TASK:
Below this sentence is a listing; return exactly its lines from the one with "const TEXT_COLOR: [f32; 3] = [0.0, 0.0, 0.0];" to the one with "500, 500, //", both kept, and nothing more.

DATA FOR THE TASK section start

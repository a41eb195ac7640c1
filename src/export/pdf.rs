//! PDF output built with lopdf.
//!
//! Text is set in the standard Type 1 fonts with WinAnsi encoding, so no
//! font files are embedded. Line breaking uses the Times-Roman metrics,
//! scaled for bold and italic faces.

use lopdf::content::{Content, Operation};
use lopdf::{dictionary, Dictionary, Document, Object, ObjectId, Stream};

use super::{ExportError, ExportOptions, DOCUMENT_TITLE};
use crate::format::{Emphasis, FormattedCitation, SegmentKind};

/// A4 in points
const PAGE_WIDTH: f32 = 595.0;
const PAGE_HEIGHT: f32 = 842.0;
const MARGIN: f32 = 72.0;

const HEADING_SIZE: f32 = 16.0;
const META_SIZE: f32 = 9.0;
const ENTRY_SIZE: f32 = 11.0;
const LEADING: f32 = 16.0;
const ENTRY_GAP: f32 = 8.0;
const HANGING_INDENT: f32 = 18.0;

const LINK_COLOR: [f32; 3] = [0.102, 0.322, 0.463];
const META_COLOR: [f32; 3] = [0.4, 0.4, 0.4];
const TEXT_COLOR: [f32; 3] = [0.0, 0.0, 0.0];

#[derive(Debug, Clone, Copy, PartialEq, Eq)]
enum Font {
    Roman,
    Italic,
    Bold,
    BoldItalic,
    Heading,
    Meta,
}

impl Font {
    const ALL: [Font; 6] = [
        Font::Roman,
        Font::Italic,
        Font::Bold,
        Font::BoldItalic,
        Font::Heading,
        Font::Meta,
    ];

    fn resource(self) -> &'static str {
        match self {
            Font::Roman => "F1",
            Font::Italic => "F2",
            Font::Bold => "F3",
            Font::BoldItalic => "F4",
            Font::Heading => "F5",
            Font::Meta => "F6",
        }
    }

    fn base_font(self) -> &'static str {
        match self {
            Font::Roman => "Times-Roman",
            Font::Italic => "Times-Italic",
            Font::Bold => "Times-Bold",
            Font::BoldItalic => "Times-BoldItalic",
            Font::Heading => "Helvetica-Bold",
            Font::Meta => "Helvetica-Oblique",
        }
    }

    fn for_segment(emphasis: Option<Emphasis>, highlighted: bool) -> Font {
        match (emphasis, highlighted) {
            (Some(Emphasis::Italic), true) => Font::BoldItalic,
            (Some(Emphasis::Italic), false) => Font::Italic,
            (Some(Emphasis::Bold), _) | (None, true) => Font::Bold,
            (None, false) => Font::Roman,
        }
    }

    /// Width relative to Times-Roman
    fn scale(self) -> f32 {
        match self {
            Font::Roman | Font::Italic => 1.0,
            Font::Bold | Font::BoldItalic => 1.06,
            Font::Heading | Font::Meta => 1.12,
        }
    }
}

/// Times-Roman advance widths for printable ASCII, in 1/1000 em
const TIMES_ROMAN_WIDTHS: [u16; 95] = [
    250, 333, 408, 500, 500, 833, 778, 180, 333, 333, 500, 564, 250, 333, 250, 278, // ' '..'/'
    500, 500, 500, 500, 500, 500, 500, 500, 500, 500, 278, 278, 564, 564, 564, 444, // '0'..'?'
    921, 722, 667, 667, 722, 611, 556, 722, 722, 333, 389, 722, 611, 889, 722, 722, // '@'..'O'
    556, 722, 667, 556, 611, 722, 722, 944, 722, 722, 611, 333, 278, 333, 469, 500, // 'P'..'_'
    333, 444, 500, 444, 500, 444, 333, 500, 500, 278, 278, 500, 278, 778, 500, 500, // '`'..'o'
    500, 500, 333, 389, 278, 500, 500, 722, 500, 500, 444, 480, 200, 480, 541, // 'p'..'~'
];

fn char_width(c: char) -> f32 {
    let code = c as u32;
    let units = if (0x20..0x7f).contains(&code) {
        TIMES_ROMAN_WIDTHS[(code - 0x20) as usize]
    } else if c.is_uppercase() {
        722
    } else {
        500
    };
    f32::from(units) / 1000.0
}

fn text_width(text: &str, font: Font, size: f32) -> f32 {
    text.chars().map(char_width).sum::<f32>() * size * font.scale()
}

/// WinAnsi (code page 1252) byte for `c`
fn winansi_byte(c: char) -> Option<u8> {
    let code = c as u32;
    if (0x20..0x7f).contains(&code) || (0xa0..=0xff).contains(&code) {
        return u8::try_from(code).ok();
    }
    let byte = match c {
        '€' => 0x80,
        '‚' => 0x82,
        'ƒ' => 0x83,
        '„' => 0x84,
        '…' => 0x85,
        '†' => 0x86,
        '‡' => 0x87,
        'ˆ' => 0x88,
        '‰' => 0x89,
        'Š' => 0x8a,
        '‹' => 0x8b,
        'Œ' => 0x8c,
        'Ž' => 0x8e,
        '‘' => 0x91,
        '’' => 0x92,
        '“' => 0x93,
        '”' => 0x94,
        '•' => 0x95,
        '–' => 0x96,
        '—' => 0x97,
        '˜' => 0x98,
        '™' => 0x99,
        'š' => 0x9a,
        '›' => 0x9b,
        'œ' => 0x9c,
        'ž' => 0x9e,
        'Ÿ' => 0x9f,
        _ => return None,
    };
    Some(byte)
}

/// Replace characters outside WinAnsi with ASCII spellings, dropping the
/// ones that have none
fn transliterate(text: &str) -> String {
    let mut out = String::with_capacity(text.len());
    for c in text.chars() {
        if winansi_byte(c).is_some() {
            out.push(c);
            continue;
        }
        match c {
            '\t' | '\n' | '\r' => out.push(' '),
            '\u{2010}' | '\u{2011}' | '\u{2012}' | '\u{2212}' | '─' | '━' => out.push('-'),
            '→' => out.push_str("->"),
            '←' => out.push_str("<-"),
            '≤' => out.push_str("<="),
            '≥' => out.push_str(">="),
            'α' => out.push_str("alpha"),
            'β' => out.push_str("beta"),
            'γ' => out.push_str("gamma"),
            'δ' => out.push_str("delta"),
            'κ' => out.push_str("kappa"),
            'λ' => out.push_str("lambda"),
            'μ' => out.push_str("mu"),
            'σ' => out.push_str("sigma"),
            _ => {}
        }
    }
    out
}

fn real(value: f32) -> Object {
    value.into()
}

fn encode(text: &str) -> Vec<u8> {
    text.chars().filter_map(winansi_byte).collect()
}

/// A run of text in one font
#[derive(Debug, Clone)]
struct Run {
    font: Font,
    text: String,
    link: Option<String>,
}

/// Runs between two whitespace breaks
#[derive(Debug, Clone, Default)]
struct Word {
    runs: Vec<Run>,
}

impl Word {
    fn width(&self) -> f32 {
        self.runs
            .iter()
            .map(|r| text_width(&r.text, r.font, ENTRY_SIZE))
            .sum()
    }

    fn push(&mut self, c: char, font: Font, link: Option<&str>) {
        match self.runs.last_mut() {
            Some(run) if run.font == font && run.link.as_deref() == link => run.text.push(c),
            _ => self.runs.push(Run {
                font,
                text: c.to_string(),
                link: link.map(str::to_string),
            }),
        }
    }
}

/// Split a citation into words, keeping font changes inside a word
fn citation_words(citation: &FormattedCitation) -> Vec<Word> {
    let mut words = Vec::new();
    let mut current = Word::default();

    for segment in &citation.segments {
        let font = Font::for_segment(segment.emphasis, segment.highlighted);
        let link = match &segment.kind {
            SegmentKind::Link { url } => Some(url.as_str()),
            _ => None,
        };
        for c in transliterate(&segment.text).chars() {
            if c == ' ' {
                if !current.runs.is_empty() {
                    words.push(std::mem::take(&mut current));
                }
            } else {
                current.push(c, font, link);
            }
        }
    }
    if !current.runs.is_empty() {
        words.push(current);
    }
    words
}

/// Greedy line breaking with a hanging indent after the first line
fn wrap(words: Vec<Word>, width: f32) -> Vec<Vec<Word>> {
    let space = text_width(" ", Font::Roman, ENTRY_SIZE);
    let mut lines: Vec<Vec<Word>> = Vec::new();
    let mut line: Vec<Word> = Vec::new();
    let mut used = 0.0;

    for word in words {
        let available = if lines.is_empty() {
            width
        } else {
            width - HANGING_INDENT
        };
        let word_width = word.width();
        if !line.is_empty() && used + space + word_width > available {
            lines.push(std::mem::take(&mut line));
            used = 0.0;
        }
        used += if line.is_empty() {
            word_width
        } else {
            space + word_width
        };
        line.push(word);
    }
    if !line.is_empty() {
        lines.push(line);
    }
    lines
}

/// Content and link annotations of one page
#[derive(Debug, Default)]
struct Page {
    operations: Vec<Operation>,
    links: Vec<(String, [f32; 4])>,
}

impl Page {
    fn color(&mut self, rgb: [f32; 3]) {
        self.operations.push(Operation::new(
            "rg",
            rgb.iter().map(|v| real(*v)).collect(),
        ));
    }

    fn text(&mut self, font: Font, size: f32, x: f32, y: f32, text: &str, rgb: [f32; 3]) {
        self.color(rgb);
        self.operations.push(Operation::new("BT", vec![]));
        self.operations.push(Operation::new(
            "Tf",
            vec![font.resource().into(), real(size)],
        ));
        self.operations
            .push(Operation::new("Td", vec![real(x), real(y)]));
        self.operations.push(Operation::new(
            "Tj",
            vec![Object::string_literal(encode(text))],
        ));
        self.operations.push(Operation::new("ET", vec![]));
    }

    fn rule(&mut self, y: f32) {
        self.operations.extend([
            Operation::new("w", vec![real(0.5)]),
            Operation::new(
                "RG",
                vec![real(0.67), real(0.67), real(0.67)],
            ),
            Operation::new("m", vec![real(MARGIN), real(y)]),
            Operation::new("l", vec![real(PAGE_WIDTH - MARGIN), real(y)]),
            Operation::new("S", vec![]),
        ]);
    }

    fn line(&mut self, words: &[Word], x: f32, y: f32) {
        let space = text_width(" ", Font::Roman, ENTRY_SIZE);
        let mut cursor = x;
        let mut color = None;

        self.operations.push(Operation::new("BT", vec![]));
        self.operations
            .push(Operation::new("Td", vec![real(x), real(y)]));
        for (i, word) in words.iter().enumerate() {
            for (j, run) in word.runs.iter().enumerate() {
                let mut text = run.text.clone();
                if i > 0 && j == 0 {
                    text.insert(0, ' ');
                    cursor += space;
                }
                let rgb = if run.link.is_some() {
                    LINK_COLOR
                } else {
                    TEXT_COLOR
                };
                if color != Some(rgb) {
                    self.color(rgb);
                    color = Some(rgb);
                }
                self.operations.push(Operation::new(
                    "Tf",
                    vec![run.font.resource().into(), real(ENTRY_SIZE)],
                ));
                self.operations.push(Operation::new(
                    "Tj",
                    vec![Object::string_literal(encode(&text))],
                ));

                let width = text_width(&run.text, run.font, ENTRY_SIZE);
                if let Some(url) = &run.link {
                    self.links.push((
                        url.clone(),
                        [cursor, y - 2.0, cursor + width, y + ENTRY_SIZE],
                    ));
                }
                cursor += width;
            }
        }
        self.operations.push(Operation::new("ET", vec![]));
    }
}

/// Lay citations out over as many pages as needed
fn layout(citations: &[FormattedCitation], options: &ExportOptions) -> Vec<Page> {
    let text_width = PAGE_WIDTH - 2.0 * MARGIN;
    let mut pages = Vec::new();
    let mut page = Page::default();
    let mut y = PAGE_HEIGHT - MARGIN - HEADING_SIZE;

    page.text(Font::Heading, HEADING_SIZE, MARGIN, y, DOCUMENT_TITLE, TEXT_COLOR);
    y -= HEADING_SIZE;
    page.text(
        Font::Meta,
        META_SIZE,
        MARGIN,
        y,
        &transliterate(&options.meta_line()),
        META_COLOR,
    );
    y -= 8.0;
    page.rule(y);
    y -= 14.0 + ENTRY_SIZE;

    for citation in citations {
        for (i, words) in wrap(citation_words(citation), text_width)
            .into_iter()
            .enumerate()
        {
            if y < MARGIN {
                pages.push(std::mem::take(&mut page));
                y = PAGE_HEIGHT - MARGIN - ENTRY_SIZE;
            }
            let indent = if i == 0 { 0.0 } else { HANGING_INDENT };
            page.line(&words, MARGIN + indent, y);
            y -= LEADING;
        }
        y -= ENTRY_GAP;
    }
    pages.push(page);
    pages
}

fn pdf_error(err: impl std::fmt::Display) -> ExportError {
    ExportError::Pdf(err.to_string())
}

fn link_annotation(doc: &mut Document, url: &str, rect: [f32; 4]) -> ObjectId {
    doc.add_object(dictionary! {
        "Type" => "Annot",
        "Subtype" => "Link",
        "Rect" => rect.iter().map(|v| real(*v)).collect::<Vec<_>>(),
        "Border" => vec![0.into(), 0.into(), 0.into()],
        "A" => dictionary! {
            "S" => "URI",
            "URI" => Object::string_literal(url),
        },
    })
}

/// Render `citations` to PDF bytes
pub(super) fn pdf_document(
    citations: &[FormattedCitation],
    options: &ExportOptions,
) -> Result<Vec<u8>, ExportError> {
    let mut doc = Document::with_version("1.5");
    let pages_id = doc.new_object_id();

    let mut fonts = Dictionary::new();
    for font in Font::ALL {
        let id = doc.add_object(dictionary! {
            "Type" => "Font",
            "Subtype" => "Type1",
            "BaseFont" => font.base_font(),
            "Encoding" => "WinAnsiEncoding",
        });
        fonts.set(font.resource(), id);
    }
    let resources_id = doc.add_object(dictionary! {
        "Font" => fonts,
    });

    let mut kids = Vec::new();
    for page in layout(citations, options) {
        let content = Content {
            operations: page.operations,
        };
        let content_id = doc.add_object(Stream::new(
            dictionary! {},
            content.encode().map_err(pdf_error)?,
        ));
        let annots: Vec<Object> = page
            .links
            .iter()
            .map(|(url, rect)| link_annotation(&mut doc, url, *rect).into())
            .collect();
        let page_id = doc.add_object(dictionary! {
            "Type" => "Page",
            "Parent" => pages_id,
            "Contents" => content_id,
            "Annots" => annots,
        });
        kids.push(Object::from(page_id));
    }

    let count = i64::try_from(kids.len()).map_err(pdf_error)?;
    let pages = dictionary! {
        "Type" => "Pages",
        "Kids" => kids,
        "Count" => count,
        "Resources" => resources_id,
        "MediaBox" => vec![0.into(), 0.into(), real(PAGE_WIDTH), real(PAGE_HEIGHT)],
    };
    doc.objects.insert(pages_id, Object::Dictionary(pages));

    let catalog_id = doc.add_object(dictionary! {
        "Type" => "Catalog",
        "Pages" => pages_id,
    });
    let info_id = doc.add_object(dictionary! {
        "Title" => Object::string_literal(DOCUMENT_TITLE),
        "Subject" => Object::string_literal(encode(&transliterate(&options.meta_line()))),
        "Producer" => Object::string_literal(concat!("citeformat ", env!("CARGO_PKG_VERSION"))),
    });
    doc.trailer.set("Root", catalog_id);
    doc.trailer.set("Info", info_id);
    doc.compress();

    let mut bytes = Vec::new();
    doc.save_to(&mut bytes).map_err(pdf_error)?;
    Ok(bytes)
}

DATA FOR THE TASK section end

RESPONSE FOR THIS EXERCISE:
const TEXT_COLOR: [f32; 3] = [0.0, 0.0, 0.0];

#[derive(Debug, Clone, Copy, PartialEq, Eq)]
enum Font {
    Roman,
    Italic,
    Bold,
    BoldItalic,
    Heading,
    Meta,
}

impl Font {
    const ALL: [Font; 6] = [
        Font::Roman,
        Font::Italic,
        Font::Bold,
        Font::BoldItalic,
        Font::Heading,
        Font::Meta,
    ];

    fn resource(self) -> &'static str {
        match self {
            Font::Roman => "F1",
            Font::Italic => "F2",
            Font::Bold => "F3",
            Font::BoldItalic => "F4",
            Font::Heading => "F5",
            Font::Meta => "F6",
        }
    }

    fn base_font(self) -> &'static str {
        match self {
            Font::Roman => "Times-Roman",
            Font::Italic => "Times-Italic",
            Font::Bold => "Times-Bold",
            Font::BoldItalic => "Times-BoldItalic",
            Font::Heading => "Helvetica-Bold",
            Font::Meta => "Helvetica-Oblique",
        }
    }

    fn for_segment(emphasis: Option<Emphasis>, highlighted: bool) -> Font {
        match (emphasis, highlighted) {
            (Some(Emphasis::Italic), true) => Font::BoldItalic,
            (Some(Emphasis::Italic), false) => Font::Italic,
            (Some(Emphasis::Bold), _) | (None, true) => Font::Bold,
            (None, false) => Font::Roman,
        }
    }

    /// Width relative to Times-Roman
    fn scale(self) -> f32 {
        match self {
            Font::Roman | Font::Italic => 1.0,
            Font::Bold | Font::BoldItalic => 1.06,
            Font::Heading | Font::Meta => 1.12,
        }
    }
}

/// Times-Roman advance widths for printable ASCII, in 1/1000 em
const TIMES_ROMAN_WIDTHS: [u16; 95] = [
    250, 333, 408, 500, 500, 833, 778, 180, 333, 333, 500, 564, 250, 333, 250, 278, // ' '..'/'
    500, 500, 500, 500, 500, 500, 500, 500, 500, 500, 278, 278, 564, 564, 564, 444, // '0'..'?'
    921, 722, 667, 667, 722, 611, 556, 722, 722, 333, 389, 722, 611, 889, 722, 722, // '@'..'O'
    556, 722, 667, 556, 611, 722, 722, 944, 722, 722, 611, 333, 278, 333, 469, 500, // 'P'..'_'
    333, 444, 500, 444, 500, 444, 333, 500, 500, 278, 278, 500, 278, 778, 500, 500, // '`'..'o'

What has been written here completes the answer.